I chose to read this novel as part of the Crime Fiction of the Year challenge hosted by Past Offences and this month’s selected year was 1976. However, Josephine Bell (real name Doris Bell Collier) has been on my radar for some time; an author who was also a doctor and helped to found the Crime Writer’s Association. Like writers such as Ngaio Marsh she had a long writing career which took off in the 1930s, in the heyday of the Golden Age of Detection and tailed off in the 1980s. Setting a murder mystery in a hospital was hardly new as this novel had been preceded by authors such as Christianna Brand who chose such a setting in her novel Green for Danger (1944). However, I think her experience and knowledge of hospitals, due to being a medical professional does add an increased sense of verisimilitude to the novel, though this in itself may be a double edged sword.

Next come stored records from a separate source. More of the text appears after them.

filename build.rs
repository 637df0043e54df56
fn main() {
    // Expose git short hash as GIT_HASH env var for compile-time embedding
    let output = std::process::Command::new("git")
        .args(["rev-parse", "--short", "HEAD"])
        .output();
    let git_hash = output
        .ok()
        .filter(|o| o.status.success())
        .and_then(|o| String::from_utf8(o.stdout).ok())
        .map(|s| s.trim().to_string())
        .unwrap_or_else(|| "unknown".to_string());
    println!("cargo:rustc-env=GIT_HASH={}", git_hash);
    println!("cargo:rerun-if-changed=.git/HEAD");
}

The Trouble in Hunter Ward (1976) begins with Miss Hallett a retired nurse going into the hospital to the above mentioned ward. This is no ordinary ward containing a mixture of private patients and patients who are deemed to require more special attention, the latter category ranging from a boy with leukaemia to a young woman with appendicitis and hysteria. However, this ward has become the centre of a strike, headed by the porter Joe Wells, who sees it as a symbol of corruptness, with paying patients apparently queue jumping and receiving better attention at the expense of NHS patients at the hospital. Consequently, the staff of Hunter Ward have to use emergency measures to obtain food for the ward, clean laundry and extra personnel. At such a chaotic time it is easy for a murderer to operate…

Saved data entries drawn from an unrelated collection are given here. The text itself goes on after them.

//! Extension codec registry.
//!
//! Maps `(element name, namespace)` to the decoder for that extension payload.
//! Lookups happen on the inbound path for every stanza child; registration
//! happens during application setup and is rare, so the table sits behind a
//! read-biased `RwLock` and decoders are handed out as cheap `Arc` clones.

use std::any::Any;
use std::collections::HashMap;
use std::fmt;
use std::sync::{Arc, PoisonError, RwLock};

use crate::error::DecodeError;
use crate::extensions::{DelayDecoder, PingDecoder};
use crate::xml::{ns, Element, XmlCursor};

/// A typed extension payload produced by a decoder.
pub trait ExtensionPayload: fmt::Debug + Send + Sync + 'static {
    /// Encode back to an element (used when the stanza is serialised).
    fn to_element(&self) -> Element;

    fn as_any(&self) -> &dyn Any;
}

/// What a decoder knows about where its element sits.
#[derive(Debug, Clone, Copy)]
pub struct DecodeContext<'a> {
    /// Namespace of the enclosing stanza (normally `jabber:client`).
    pub enclosing_namespace: &'a str,
    /// Local name of the enclosing stanza (`message`, `presence` or `iq`).
    pub stanza_name: &'a str,
}

/// Decodes one extension element.
///
/// The cursor is positioned on the element's start tag when `decode` is
/// called. On success it should be left on the matching end tag; on error it
/// may be left anywhere inside the element, the caller resynchronises.
pub trait ExtensionDecoder: Send + Sync {
    fn decode(
        &self,
        cursor: &mut XmlCursor<'_>,
        context: &DecodeContext<'_>,
    ) -> Result<Arc<dyn ExtensionPayload>, DecodeError>;
}

type DecoderTable = HashMap<String, HashMap<String, Arc<dyn ExtensionDecoder>>>;

#[derive(Default)]
pub struct CodecRegistry {
    /// namespace -> element name -> decoder
    decoders: RwLock<DecoderTable>,
}

impl CodecRegistry {
    /// An empty registry.
    pub fn new() -> Self {
        Self::default()
    }

    /// A registry pre-loaded with the built-in codecs (ping, delayed delivery).
    pub fn with_defaults() -> Self {
        let registry = Self::new();
        registry.register("ping", ns::PING, Arc::new(PingDecoder));
        registry.register("delay", ns::DELAY, Arc::new(DelayDecoder));
        registry
    }

    /// Install a decoder, replacing any previous one for the same key.
    ///
    /// Returns the decoder that was replaced, if any.
    pub fn register(
        &self,
        name: &str,
        namespace: &str,
        decoder: Arc<dyn ExtensionDecoder>,
    ) -> Option<Arc<dyn ExtensionDecoder>> {
        let mut table = self.decoders.write().unwrap_or_else(PoisonError::into_inner);
        table
            .entry(namespace.to_string())
            .or_default()
            .insert(name.to_string(), decoder)
    }

    /// Remove the decoder for a key.
    pub fn unregister(&self, name: &str, namespace: &str) -> Option<Arc<dyn ExtensionDecoder>> {
        let mut table = self.decoders.write().unwrap_or_else(PoisonError::into_inner);
        let by_name = table.get_mut(namespace)?;
        let removed = by_name.remove(name);
        if by_name.is_empty() {
            table.remove(namespace);
        }
        removed
    }

    /// Find the decoder for a key. Absence is normal (unknown extension).
    pub fn lookup(&self, name: &str, namespace: &str) -> Option<Arc<dyn ExtensionDecoder>> {
        let table = self.decoders.read().unwrap_or_else(PoisonError::into_inner);
        table.get(namespace)?.get(name).cloned()
    }

    pub fn len(&self) -> usize {
        let table = self.decoders.read().unwrap_or_else(PoisonError::into_inner);
        table.values().map(HashMap::len).sum()
    }

    pub fn is_empty(&self) -> bool {
        self.len() == 0
    }
}

impl fmt::Debug for CodecRegistry {
    fn fmt(&self, f: &mut fmt::Formatter<'_>) -> fmt::Result {
        f.debug_struct("CodecRegistry")
            .field("decoders", &self.len())
            .finish()
    }
}

#[cfg(test)]
mod tests {
    use super::*;
    use crate::extensions::Ping;

    struct FailingDecoder;

    impl ExtensionDecoder for FailingDecoder {
        fn decode(
            &self,
            _cursor: &mut XmlCursor<'_>,
            _context: &DecodeContext<'_>,
        ) -> Result<Arc<dyn ExtensionPayload>, DecodeError> {
            Err(DecodeError::Codec("always fails".to_string()))
        }
    }

    #[test]
    fn test_lookup_absent_key_is_none() {
        let registry = CodecRegistry::new();
        assert!(registry.lookup("ping", ns::PING).is_none());
        assert!(registry.is_empty());
    }

    #[test]
    fn test_lookup_is_idempotent() {
        let registry = CodecRegistry::with_defaults();
        let first = registry.lookup("ping", ns::PING).unwrap();
        let second = registry.lookup("ping", ns::PING).unwrap();
        assert!(Arc::ptr_eq(&first, &second));
    }

    #[test]
    fn test_register_last_writer_wins() {
        let registry = CodecRegistry::with_defaults();
        let replacement: Arc<dyn ExtensionDecoder> = Arc::new(FailingDecoder);
        let previous = registry.register("ping", ns::PING, replacement.clone());
        assert!(previous.is_some());
        let current = registry.lookup("ping", ns::PING).unwrap();
        assert!(Arc::ptr_eq(&current, &replacement));
        assert_eq!(registry.len(), 2);
    }

    #[test]
    fn test_same_name_different_namespace_are_distinct() {
        let registry = CodecRegistry::with_defaults();
        assert!(registry.lookup("ping", "urn:other").is_none());
        assert!(registry.lookup("delay", ns::DELAY).is_some());
    }

    #[test]
    fn test_unregister() {
        let registry = CodecRegistry::with_defaults();
        assert!(registry.unregister("ping", ns::PING).is_some());
        assert!(registry.lookup("ping", ns::PING).is_none());
        assert!(registry.unregister("ping", ns::PING).is_none());
    }

    #[test]
    fn test_concurrent_lookup_during_registration() {
        let registry = Arc::new(CodecRegistry::with_defaults());
        let readers: Vec<_> = (0..4)
            .map(|_| {
                let registry = registry.clone();
                std::thread::spawn(move || {
                    for _ in 0..1000 {
                        assert!(registry.lookup("delay", ns::DELAY).is_some());
                    }
                })
            })
            .collect();
        for i in 0..100 {
            registry.register(&format!("x{i}"), "urn:test", Arc::new(FailingDecoder));
        }
        for r in readers {
            r.join().expect("reader thread panicked");
        }
        assert_eq!(registry.len(), 102);
    }

    #[test]
    fn test_decoded_payload_round_trips() {
        let registry = CodecRegistry::with_defaults();
        let xml = Ping.to_element().to_xml();
        let mut cursor = XmlCursor::new(&xml);
        cursor.next().unwrap();
        let decoder = registry.lookup(cursor.name(), cursor.namespace()).unwrap();
        let context = DecodeContext {
            enclosing_namespace: ns::CLIENT,
            stanza_name: "iq",
        };
        let payload = decoder.decode(&mut cursor, &context).unwrap();
        assert_eq!(payload.as_any().downcast_ref::<Ping>(), Some(&Ping));
    }
}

As the blurb indicates Miss Hallett is our murderer’s victim of choice and even without the blurb, descriptions such as this, suggest that Miss Hallett isn’t going to be alive for long:
‘She won’t be easy… she was a brilliant nurse in her day and that was over sixty years ago. She could have been what they used to call ‘Matron’ of one of the great teaching hospitals, but her nature let her down. No one could stand her tongue, her bad temper, her slanders about staff…’
True to form even in a couple of days she has spread unpleasant rumours about one of the consultants and taunted a drug addict nurse. But Miss Hallett’s death is not the end and other acts of malice occur, along with a suicide. And to be honest that’s it. The police are called in and after a few more violent acts the guilty are apprehended.
This was not an enjoyable book to read and it appears that Bell’s desire to portray the working lives of those who work in a hospital, overpowers the detective/murder side of the story, meaning the middle of the book has a lack of focus and the solution to the crime is contrived and uncomfortable at the same time. Moreover, if this had been a solution to say a Ruth Rendell novel, it would have been more sensitively and powerfully done, with the psychological aspect being fully explored and not just dumped unceremoniously in front of the reader 3 pages before the end. Even worse after depicting a fairly horrific situation the novel attempts to end on a happy note with two of the characters’ honeymoon, which came across as absurd and incongruous. I think it tries to be a social problem detective novel highlighting many problems in education, social work, medicine and mental health, yet these elements do not work with the detective/crime component of the novel and although they tend to dominate the novel at times in a rather descriptive fashion, they are not explored in any critical or engaging manner.
I don’t know if the poor quality of this book is because it was written at the end of her career and that some of Bell’s earlier novels were better. If you’ve read anything by Josephine Bell, I would be interested to hear your thoughts.